Peut-on définir un moment à partir duquel un faisceau d’indices permet une conclusion, ou doit-on se résigner aux limites de « l’intime conviction »? La généalogie doit-elle aussi être la recherche créative de solutions et d’hypothèses ?
Les recherches sont une intime conviction ! Je lis des critiques qui disent « ce n’est sûr parce que l’on n’a pas suffisamment d’indices ». En réalité, quand on ne fait que cela pendant des dizaines d’années, qu’on est confronté aux recherches universitaires, on arrive à obtenir une intime conviction, même si elle ne remplacera jamais une preuve. Une intime conviction n’est pas non plus synonyme de précision, elle concerne plus souvent une parenté plutôt qu’une filiation précise.
Je me définirai comme quelqu’un d’assez conservateur en généalogie contrairement à ma réputation: je suis très attaché à ce qu’ont fait mes prédécesseurs et considèrent qu’ils ont bien réfléchi aux questions. Je n’imagine pas des choses complètement farfelues ou complètement novatrices. Mais même comme cela, il est tout de même possible de faire des progrès et aller au-delà de ce qui a été prouvé sans chercher des solutions fantaisistes. Simplement, en tenant compte de toutes les sources possibles qui sont à disposition, ce que n’ont pas toujours fait les gens qui nous ont précédé, et surtout en surmontant les barrières créées entre certaines époques ou domaines de recherches (médiévistes/antiquisants, Gaule/Espagne). Il faut être capable de lire aussi bien des sources médiévales que des sources antiques, de connaître aussi bien l’histoire hispanique que mérovingienne, cela permet de franchir les frontières sans révolutionner ce qui a déjà été fait de part et d’autre de celles-ci.

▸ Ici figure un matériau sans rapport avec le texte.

//! Subscriber registry
//!
//! The authoritative set of live push subscribers. Every structural access
//! (register, unregister, snapshot) goes through one mutex, and the mutex is
//! never held while writing to a subscriber.

use std::collections::BTreeMap;
use std::fmt;
use std::sync::atomic::{AtomicU64, Ordering};
use std::sync::Arc;

use parking_lot::Mutex;

use super::subscriber::Subscriber;

/// Registry-issued identity of one subscriber
#[derive(Clone, Copy, Debug, PartialEq, Eq, PartialOrd, Ord, Hash)]
pub struct SubscriberId(u64);

impl SubscriberId {
    pub fn as_u64(&self) -> u64 {
        self.0
    }
}

impl fmt::Display for SubscriberId {
    fn fmt(&self, f: &mut fmt::Formatter<'_>) -> fmt::Result {
        write!(f, "sub_{}", self.0)
    }
}

/// Set of currently connected subscribers
pub struct SubscriberRegistry {
    subscribers: Mutex<BTreeMap<SubscriberId, Arc<dyn Subscriber>>>,
    next_id: AtomicU64,
}

impl SubscriberRegistry {
    pub fn new() -> Self {
        Self {
            subscribers: Mutex::new(BTreeMap::new()),
            next_id: AtomicU64::new(1),
        }
    }

    /// Add a subscriber; it receives every broadcast issued after this returns
    pub fn register(&self, subscriber: Arc<dyn Subscriber>) -> SubscriberId {
        let id = SubscriberId(self.next_id.fetch_add(1, Ordering::Relaxed));
        self.subscribers.lock().insert(id, subscriber);
        id
    }

    /// Remove a subscriber. Returns false if it was not registered.
    pub fn unregister(&self, id: SubscriberId) -> bool {
        self.subscribers.lock().remove(&id).is_some()
    }

    /// Copy of the current membership in registration order
    pub fn snapshot(&self) -> Vec<(SubscriberId, Arc<dyn Subscriber>)> {
        self.subscribers
            .lock()
            .iter()
            .map(|(id, subscriber)| (*id, Arc::clone(subscriber)))
            .collect()
    }

    /// Remove every subscriber and hand them back, for shutdown
    pub fn drain(&self) -> Vec<(SubscriberId, Arc<dyn Subscriber>)> {
        std::mem::take(&mut *self.subscribers.lock())
            .into_iter()
            .collect()
    }

    pub fn contains(&self, id: SubscriberId) -> bool {
        self.subscribers.lock().contains_key(&id)
    }

    pub fn len(&self) -> usize {
        self.subscribers.lock().len()
    }

    pub fn is_empty(&self) -> bool {
        self.len() == 0
    }
}

impl Default for SubscriberRegistry {
    fn default() -> Self {
        Self::new()
    }
}

#[cfg(test)]
mod tests {
    use super::*;
    use crate::api::websocket::subscriber::{Frame, TransportError};
    use async_trait::async_trait;

    struct NullSubscriber;

    #[async_trait]
    impl Subscriber for NullSubscriber {
        async fn send(&self, _frame: Frame) -> Result<(), TransportError> {
            Ok(())
        }

        async fn close(&self) {}
    }

    #[test]
    fn test_register_issues_distinct_ids() {
        let registry = SubscriberRegistry::new();
        let a = registry.register(Arc::new(NullSubscriber));
        let b = registry.register(Arc::new(NullSubscriber));

        assert_ne!(a, b);
        assert_eq!(registry.len(), 2);
        assert!(registry.contains(a));
    }

    #[test]
    fn test_unregister_absent_is_noop() {
        let registry = SubscriberRegistry::new();
        let id = registry.register(Arc::new(NullSubscriber));

        assert!(registry.unregister(id));
        assert!(!registry.unregister(id));
        assert!(registry.is_empty());
    }

    #[test]
    fn test_snapshot_is_detached_from_later_mutation() {
        let registry = SubscriberRegistry::new();
        let a = registry.register(Arc::new(NullSubscriber));
        let b = registry.register(Arc::new(NullSubscriber));

        let snapshot = registry.snapshot();
        registry.unregister(a);
        registry.register(Arc::new(NullSubscriber));

        let ids: Vec<SubscriberId> = snapshot.iter().map(|(id, _)| *id).collect();
        assert_eq!(ids, vec![a, b]);
        assert_eq!(registry.len(), 2);
    }

    #[test]
    fn test_drain_empties_registry() {
        let registry = SubscriberRegistry::new();
        registry.register(Arc::new(NullSubscriber));
        registry.register(Arc::new(NullSubscriber));

        assert_eq!(registry.drain().len(), 2);
        assert!(registry.is_empty());
    }

    #[test]
    fn test_display_id() {
        let registry = SubscriberRegistry::new();
        let id = registry.register(Arc::new(NullSubscriber));
        assert_eq!(id.to_string(), format!("sub_{}", id.as_u64()));
    }
}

Y a-t-il selon vous des « qualités » qui font un « bon » généalogiste? Et le généalogiste d’avant l’an mil utilise-t-il les mêmes méthodes que le généalogiste des registres paroissiaux et fonds notariés ?
Des qualités non, il s’agit juste d’une question de formation. Il y a trop souvent des gens qui n’ont pas la formation historique nécessaire et qui se piquent de généalogie. Mais s’ils prennent le temps de se former, ils peuvent devenir de bons chercheurs. Il y a aussi des historiens confirmés qui ne prennent parfois pas le temps lorsqu’ils rédigent les parties généalogiques de leurs travaux. Ce n’est pas là un problème de formation ou de compétences mais plutôt un manque d’intérêt pour une discipline jugée parfois secondaire. Pourtant, la généalogie joue un rôle dans l’établissement de chronologies, dans l’établissement de certains faits sociaux. Elle ne doit pas être plus méprisée que n’importe quelle autre composante de l’histoire.
Et pour répondre à la deuxième partie de votre question, non, le généalogiste d’avant l’an mil n’utilise pas les mêmes méthodes, car ce ne sont pas les mêmes sources, et pas les mêmes langues le plus souvent.